With nothing added or dropped, output every record below exactly.
##### Records for this exercise
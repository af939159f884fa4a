//! Approximate inference from the time spent in each state by sampled trajectories.

use crate::config::SamplingConfig;
use crate::factor::Factor;
use crate::model::Ctbn;
use crate::samplers::{ForwardSampler, Sample, Sampler};
use crate::trajectory::Trajectory;
use crate::util::{CtbnError, Result};
use super::CtbnInference;

use indexmap::IndexMap;
use log::debug;
use ndarray::{Array, IxDyn};
use rand::rngs::StdRng;
use rand::{thread_rng, Rng, SeedableRng};
use rayon::prelude::*;

use std::path::Path;


/// Estimates the posterior of every variable as the fraction of time it spends in each state.
pub struct ForwardSamplingInference<'a> {

    model: &'a Ctbn,

    config: SamplingConfig,

    /// The accumulated time in each state, per variable
    accumulators: Option<IndexMap<String, Vec<f64>>>

}


impl<'a> ForwardSamplingInference<'a> {

    pub fn new(model: &'a Ctbn, config: SamplingConfig) -> Result<Self> {
        config.validate()?;
        Ok(ForwardSamplingInference { model, config, accumulators: None })
    }

    pub fn config(&self) -> &SamplingConfig {
        &self.config
    }

    fn sampler(&self) -> ForwardSampler<'a> {
        ForwardSampler::new(self.model, self.config.clone())
    }

    /// Draw one trajectory from a fresh random state
    pub fn make_sample<R: Rng + ?Sized>(&self, rng: &mut R) -> Result<Sample> {
        self.sampler().sample(rng)
    }

    /// Infer the posteriors from a single trajectory
    pub fn make_inference_using<R: Rng + ?Sized>(&mut self, rng: &mut R) -> Result<()> {
        let sample = self.make_sample(rng)?;
        self.accumulators = Some(sample.time_in_state);
        Ok(())
    }

    /// Infer the posteriors from `n` independent trajectories drawn one after the other
    ///
    /// # Errors
    /// * `CtbnError::InvalidArgument` if `n == 0`
    pub fn average_inference<R: Rng + ?Sized>(&mut self, n: usize, rng: &mut R) -> Result<()> {
        if n == 0 {
            return Err(CtbnError::InvalidArgument(String::from("at least one trajectory is needed")));
        }

        let sampler = self.sampler();
        let mut total: Option<IndexMap<String, Vec<f64>>> = None;
        for _ in 0..n {
            let sample = sampler.sample(rng)?;
            total = Some(accumulate(total, sample.time_in_state));
        }

        self.accumulators = total;
        Ok(())
    }

    /// Infer the posteriors from `n` independent trajectories drawn on a worker pool. Task `i`
    /// draws from a random source seeded with ```seed + i```.
    ///
    /// # Errors
    /// * `CtbnError::InvalidArgument` if `n == 0` or the pool cannot be built
    pub fn make_parallel_inference(&mut self, n: usize) -> Result<()> {
        if n == 0 {
            return Err(CtbnError::InvalidArgument(String::from("at least one trajectory is needed")));
        }

        let base = self.config.seed.unwrap_or_else(|| thread_rng().gen());
        let pool = rayon::ThreadPoolBuilder::new()
                       .num_threads(self.config.workers.unwrap_or(0))
                       .build()
                       .map_err(|e| CtbnError::InvalidArgument(e.to_string()))?;

        debug!("sampling {} trajectories in parallel from seed {}", n, base);
        let sampler = self.sampler();
        let samples: Vec<Sample> = pool.install(|| {
            (0..n).into_par_iter()
                  .map(|i| {
                      let mut rng = StdRng::seed_from_u64(base.wrapping_add(i as u64));
                      sampler.sample(&mut rng)
                  })
                  .collect::<Result<Vec<Sample>>>()
        })?;
        debug!("{} trajectories sampled", samples.len());

        self.accumulators = samples.into_iter().fold(None, |acc, s| Some(accumulate(acc, s.time_in_state)));
        Ok(())
    }

    /// Draw `n` trajectories with sample ids ```0..n```
    pub fn sample_trajectory<R: Rng + ?Sized>(&self, n: usize, rng: &mut R) -> Result<Trajectory> {
        let sampler = self.sampler();
        let mut traj = Trajectory::new();
        for id in 0..n {
            traj.insert(id, sampler.sample(rng)?.events);
        }
        Ok(traj)
    }

    /// Draw `n` trajectories and write them as CSV
    pub fn write_trajectory_csv<P, R>(&self, path: P, n: usize, rng: &mut R) -> Result<()>
        where P: AsRef<Path>, R: Rng + ?Sized
    {
        self.sample_trajectory(n, rng)?.write_csv(path)
    }

}


/// Add the accumulators of one trajectory to a running total
fn accumulate(total: Option<IndexMap<String, Vec<f64>>>, sample: IndexMap<String, Vec<f64>>) -> IndexMap<String, Vec<f64>> {
    match total {
        None => sample,
        Some(mut total) => {
            for (name, acc) in sample {
                let entry = total.entry(name).or_insert_with(|| vec![0.0; acc.len()]);
                for (t, a) in entry.iter_mut().zip(acc) {
                    *t += a;
                }
            }
            total
        }
    }
}


impl<'a> CtbnInference for ForwardSamplingInference<'a> {

    /// Infer the posteriors from one trajectory, seeded by the configuration when it has a seed
    fn make_inference(&mut self) -> Result<()> {
        match self.config.seed {
            Some(seed) => self.make_inference_using(&mut StdRng::seed_from_u64(seed)),
            None => self.make_inference_using(&mut thread_rng())
        }
    }

    fn posterior(&self, name: &str) -> Result<Factor> {
        let accumulators = self.accumulators
                               .as_ref()
                               .ok_or_else(|| CtbnError::UndefinedState(String::from("no trajectory was sampled")))?;
        let var = self.model.variable(name)?;

        let times = accumulators
                        .get(name)
                        .ok_or_else(|| CtbnError::NotFound(format!("no time recorded for {}", name)))?;
        let table = Array::from_shape_vec(IxDyn(&[times.len()]), times.clone())
                        .map_err(|e| CtbnError::InvalidArgument(e.to_string()))?;

        Factor::new(vec![var.clone()], table)?.normalize()
    }

}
##########
▸ **Task output**
repository af939159f884fa4a
//! Approximate inference from the time spent in each state by sampled trajectories.

use crate::config::SamplingConfig;
use crate::factor::Factor;
use crate::model::Ctbn;
use crate::samplers::{ForwardSampler, Sample, Sampler};
use crate::trajectory::Trajectory;
use crate::util::{CtbnError, Result};
use super::CtbnInference;

use indexmap::IndexMap;
use log::debug;
use ndarray::{Array, IxDyn};
use rand::rngs::StdRng;
use rand::{thread_rng, Rng, SeedableRng};
use rayon::prelude::*;

use std::path::Path;


/// Estimates the posterior of every variable as the fraction of time it spends in each state.
pub struct ForwardSamplingInference<'a> {

    model: &'a Ctbn,

    config: SamplingConfig,

    /// The accumulated time in each state, per variable
    accumulators: Option<IndexMap<String, Vec<f64>>>

}


impl<'a> ForwardSamplingInference<'a> {

    pub fn new(model: &'a Ctbn, config: SamplingConfig) -> Result<Self> {
        config.validate()?;
        Ok(ForwardSamplingInference { model, config, accumulators: None })
    }

    pub fn config(&self) -> &SamplingConfig {
        &self.config
    }

    fn sampler(&self) -> ForwardSampler<'a> {
        ForwardSampler::new(self.model, self.config.clone())
    }

    /// Draw one trajectory from a fresh random state
    pub fn make_sample<R: Rng + ?Sized>(&self, rng: &mut R) -> Result<Sample> {
        self.sampler().sample(rng)
    }

    /// Infer the posteriors from a single trajectory
    pub fn make_inference_using<R: Rng + ?Sized>(&mut self, rng: &mut R) -> Result<()> {
        let sample = self.make_sample(rng)?;
        self.accumulators = Some(sample.time_in_state);
        Ok(())
    }

    /// Infer the posteriors from `n` independent trajectories drawn one after the other
    ///
    /// # Errors
    /// * `CtbnError::InvalidArgument` if `n == 0`
    pub fn average_inference<R: Rng + ?Sized>(&mut self, n: usize, rng: &mut R) -> Result<()> {
        if n == 0 {
            return Err(CtbnError::InvalidArgument(String::from("at least one trajectory is needed")));
        }

        let sampler = self.sampler();
        let mut total: Option<IndexMap<String, Vec<f64>>> = None;
        for _ in 0..n {
            let sample = sampler.sample(rng)?;
            total = Some(accumulate(total, sample.time_in_state));
        }

        self.accumulators = total;
        Ok(())
    }

    /// Infer the posteriors from `n` independent trajectories drawn on a worker pool. Task `i`
    /// draws from a random source seeded with ```seed + i```.
    ///
    /// # Errors
    /// * `CtbnError::InvalidArgument` if `n == 0` or the pool cannot be built
    pub fn make_parallel_inference(&mut self, n: usize) -> Result<()> {
        if n == 0 {
            return Err(CtbnError::InvalidArgument(String::from("at least one trajectory is needed")));
        }

        let base = self.config.seed.unwrap_or_else(|| thread_rng().gen());
        let pool = rayon::ThreadPoolBuilder::new()
                       .num_threads(self.config.workers.unwrap_or(0))
                       .build()
                       .map_err(|e| CtbnError::InvalidArgument(e.to_string()))?;

        debug!("sampling {} trajectories in parallel from seed {}", n, base);
        let sampler = self.sampler();
        let samples: Vec<Sample> = pool.install(|| {
            (0..n).into_par_iter()
                  .map(|i| {
                      let mut rng = StdRng::seed_from_u64(base.wrapping_add(i as u64));
                      sampler.sample(&mut rng)
                  })
                  .collect::<Result<Vec<Sample>>>()
        })?;
        debug!("{} trajectories sampled", samples.len());

        self.accumulators = samples.into_iter().fold(None, |acc, s| Some(accumulate(acc, s.time_in_state)));
        Ok(())
    }

    /// Draw `n` trajectories with sample ids ```0..n```
    pub fn sample_trajectory<R: Rng + ?Sized>(&self, n: usize, rng: &mut R) -> Result<Trajectory> {
        let sampler = self.sampler();
        let mut traj = Trajectory::new();
        for id in 0..n {
            traj.insert(id, sampler.sample(rng)?.events);
        }
        Ok(traj)
    }

    /// Draw `n` trajectories and write them as CSV
    pub fn write_trajectory_csv<P, R>(&self, path: P, n: usize, rng: &mut R) -> Result<()>
        where P: AsRef<Path>, R: Rng + ?Sized
    {
        self.sample_trajectory(n, rng)?.write_csv(path)
    }

}


/// Add the accumulators of one trajectory to a running total
fn accumulate(total: Option<IndexMap<String, Vec<f64>>>, sample: IndexMap<String, Vec<f64>>) -> IndexMap<String, Vec<f64>> {
    match total {
        None => sample,
        Some(mut total) => {
            for (name, acc) in sample {
                let entry = total.entry(name).or_insert_with(|| vec![0.0; acc.len()]);
                for (t, a) in entry.iter_mut().zip(acc) {
                    *t += a;
                }
            }
            total
        }
    }
}


impl<'a> CtbnInference for ForwardSamplingInference<'a> {

    /// Infer the posteriors from one trajectory, seeded by the configuration when it has a seed
    fn make_inference(&mut self) -> Result<()> {
        match self.config.seed {
            Some(seed) => self.make_inference_using(&mut StdRng::seed_from_u64(seed)),
            None => self.make_inference_using(&mut thread_rng())
        }
    }

    fn posterior(&self, name: &str) -> Result<Factor> {
        let accumulators = self.accumulators
                               .as_ref()
                               .ok_or_else(|| CtbnError::UndefinedState(String::from("no trajectory was sampled")))?;
        let var = self.model.variable(name)?;

        let times = accumulators
                        .get(name)
                        .ok_or_else(|| CtbnError::NotFound(format!("no time recorded for {}", name)))?;
        let table = Array::from_shape_vec(IxDyn(&[times.len()]), times.clone())
                        .map_err(|e| CtbnError::InvalidArgument(e.to_string()))?;

        Factor::new(vec![var.clone()], table)?.normalize()
    }

}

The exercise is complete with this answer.